[[ Material shown, beginning ]]

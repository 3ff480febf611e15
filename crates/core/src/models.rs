//! Data model shared by the resolution pipeline.
//!
//! Responsibilities:
//! - Define the resolved `BindingRecord` and its `Origin`.
//! - Define the raw `SettingsEntry` triple read from the settings dump.
//! - Accumulate custom keybinding fields in `CustomBindingAssembly`.
//!
//! Invariants:
//! - Lower `rank` always outranks higher; within a rank lower `order` wins.
//! - Records are produced once by the resolver and never mutated afterwards.

use serde::Serialize;

/// Rank of the hard-wired window manager shortcuts.
pub const RANK_STATIC: u8 = 0;

/// Rank of the window manager keybinding family.
pub const RANK_WINDOW_MANAGER: u8 = 1;

/// Rank of the shell and media-keys keybinding families.
pub const RANK_SHELL: u8 = 2;

/// Rank of any other application-specific keybinding schema.
pub const RANK_APPLICATION: u8 = 3;

/// Rank of user-defined custom keybindings.
pub const RANK_CUSTOM: u8 = 4;

/// Where a resolved binding came from.
#[derive(Debug, Clone, Copy, PartialEq, Eq, Hash, Serialize)]
#[serde(rename_all = "lowercase")]
pub enum Origin {
    /// Hard-wired override that always wins its accelerator.
    Static,
    /// Declared by a GSettings keybinding schema.
    Schema,
    /// User-defined custom keybinding.
    Custom,
}

/// A single binding competing for (or owning) a canonical accelerator.
#[derive(Debug, Clone, PartialEq, Eq, Serialize)]
pub struct BindingRecord {
    /// Canonical display form, e.g. "Win + Left".
    pub accelerator: String,
    pub application: String,
    pub action: String,
    pub rank: u8,
    pub order: u32,
    pub origin: Origin,
    /// Accelerator spec as declared, e.g. "<Super>Left".
    pub raw_spec: String,
    /// Schema identifier, custom binding path, or "static".
    pub source: String,
    pub key: String,
}

impl BindingRecord {
    /// Key used to decide between two candidates for the same accelerator.
    ///
    /// Smaller wins. Source, key and raw spec make the comparison total
    /// across distinct declarations that share a rank and order.
    pub fn precedence(&self) -> (u8, u32, &str, &str, &str) {
        (self.rank, self.order, &self.source, &self.key, &self.raw_spec)
    }
}

/// One `(schema, key, value)` line of `gsettings list-recursively`.
#[derive(Debug, Clone, PartialEq, Eq)]
pub struct SettingsEntry {
    pub source: String,
    pub key: String,
    pub value: String,
}

impl SettingsEntry {
    pub fn new(
        source: impl Into<String>,
        key: impl Into<String>,
        value: impl Into<String>,
    ) -> Self {
        Self {
            source: source.into(),
            key: key.into(),
            value: value.into(),
        }
    }

    /// Parse a dump line. Whitespace inside the value is collapsed to single
    /// spaces; lines with fewer than three fields yield `None`.
    pub fn parse_line(line: &str) -> Option<Self> {
        let mut fields = line.split_whitespace();
        let source = fields.next()?;
        let key = fields.next()?;
        let value = fields.collect::<Vec<_>>().join(" ");
        if value.is_empty() {
            return None;
        }
        Some(Self::new(source, key, value))
    }
}

/// Fields of one custom keybinding, observed independently in the dump.
#[derive(Debug, Clone, Default, PartialEq, Eq)]
pub struct CustomBindingAssembly {
    pub binding: Option<String>,
    pub name: Option<String>,
    pub command: Option<String>,
}

impl CustomBindingAssembly {
    /// Record one `key = value` observation. Unknown keys are ignored and
    /// empty values count as absent.
    pub fn observe(&mut self, key: &str, value: &str) {
        let value = strip_quotes(value);
        let value = (!value.is_empty()).then(|| value.to_string());
        match key {
            "binding" => self.binding = value,
            "name" => self.name = value,
            "command" => self.command = value,
            _ => {}
        }
    }
}

/// Strip the quotes GVariant text format puts around strings.
fn strip_quotes(value: &str) -> &str {
    value.trim().trim_matches(|c| c == '\'' || c == '"')
}
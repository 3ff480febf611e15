//! Output formatters for the shortcut list.
//!
//! Responsibilities:
//! - Render sorted `BindingRecord`s as a fixed-width table or as JSON.
//!
//! Does NOT handle:
//! - Direct printing to stdout (returns formatted strings).
//! - Sorting; records arrive in display order.
//!
//! ## Empty-State Handling
//!
//! | Format | Empty State Behavior |
//! |--------|---------------------|
//! | JSON | `[]` |
//! | Table | Header and separators only |

use std::str::FromStr;

use anyhow::Result;
use shortcuts_core::BindingRecord;

mod json;
mod table;

pub use json::JsonFormatter;
pub use table::TableFormatter;

/// Supported output formats.
#[derive(Debug, Clone, Copy, PartialEq, Eq)]
pub enum OutputFormat {
    Table,
    Json,
}

impl FromStr for OutputFormat {
    type Err = anyhow::Error;

    fn from_str(s: &str) -> Result<Self> {
        match s.trim().to_lowercase().as_str() {
            "table" => Ok(OutputFormat::Table),
            "json" => Ok(OutputFormat::Json),
            _ => anyhow::bail!("Invalid output format: {}. Valid options: table, json", s),
        }
    }
}

/// Renders a list of winning bindings.
pub trait Formatter {
    fn format_shortcuts(&self, records: &[BindingRecord]) -> Result<String>;
}

/// Get a formatter for the specified output format.
pub fn get_formatter(format: OutputFormat) -> Box<dyn Formatter> {
    match format {
        OutputFormat::Table => Box::new(TableFormatter),
        OutputFormat::Json => Box::new(JsonFormatter),
    }
}

#[cfg(test)]
mod tests;
//! Tests for the configuration loader.
//!
//! Invariants:
//! - Tests use `serial_test` and `global_test_lock()` to prevent environment
//!   variable pollution between tests.

use std::sync::Mutex;


/// Returns the global test lock for environment variable isolation.
pub fn env_lock() -> &'static Mutex<()> {
    crate::test_util::global_test_lock()
}

/// Every variable the loader reads, unset, for hermetic `temp_env` blocks.
pub fn cleared_env() -> Vec<(&'static str, Option<&'static str>)> {
    vec![
        ("KEY_LAYOUT", None),
        ("SHORTCUTS_DUMP_TIMEOUT", None),
        ("SHORTCUTS_GSETTINGS_BIN", None),
        ("GSETTINGS_SCHEMA_DIR", None),
        ("XDG_DATA_DIRS", None),
    ]
}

[[ Material shown, end ]]

◆ Exercise prompt
Report each line of the entries where the word "BindingRecord" occurs.

◆ Task result
//! - Define the resolved `BindingRecord` and its `Origin`.
pub struct BindingRecord {
impl BindingRecord {
//! - Render sorted `BindingRecord`s as a fixed-width table or as JSON.
use shortcuts_core::BindingRecord;
    fn format_shortcuts(&self, records: &[BindingRecord]) -> Result<String>;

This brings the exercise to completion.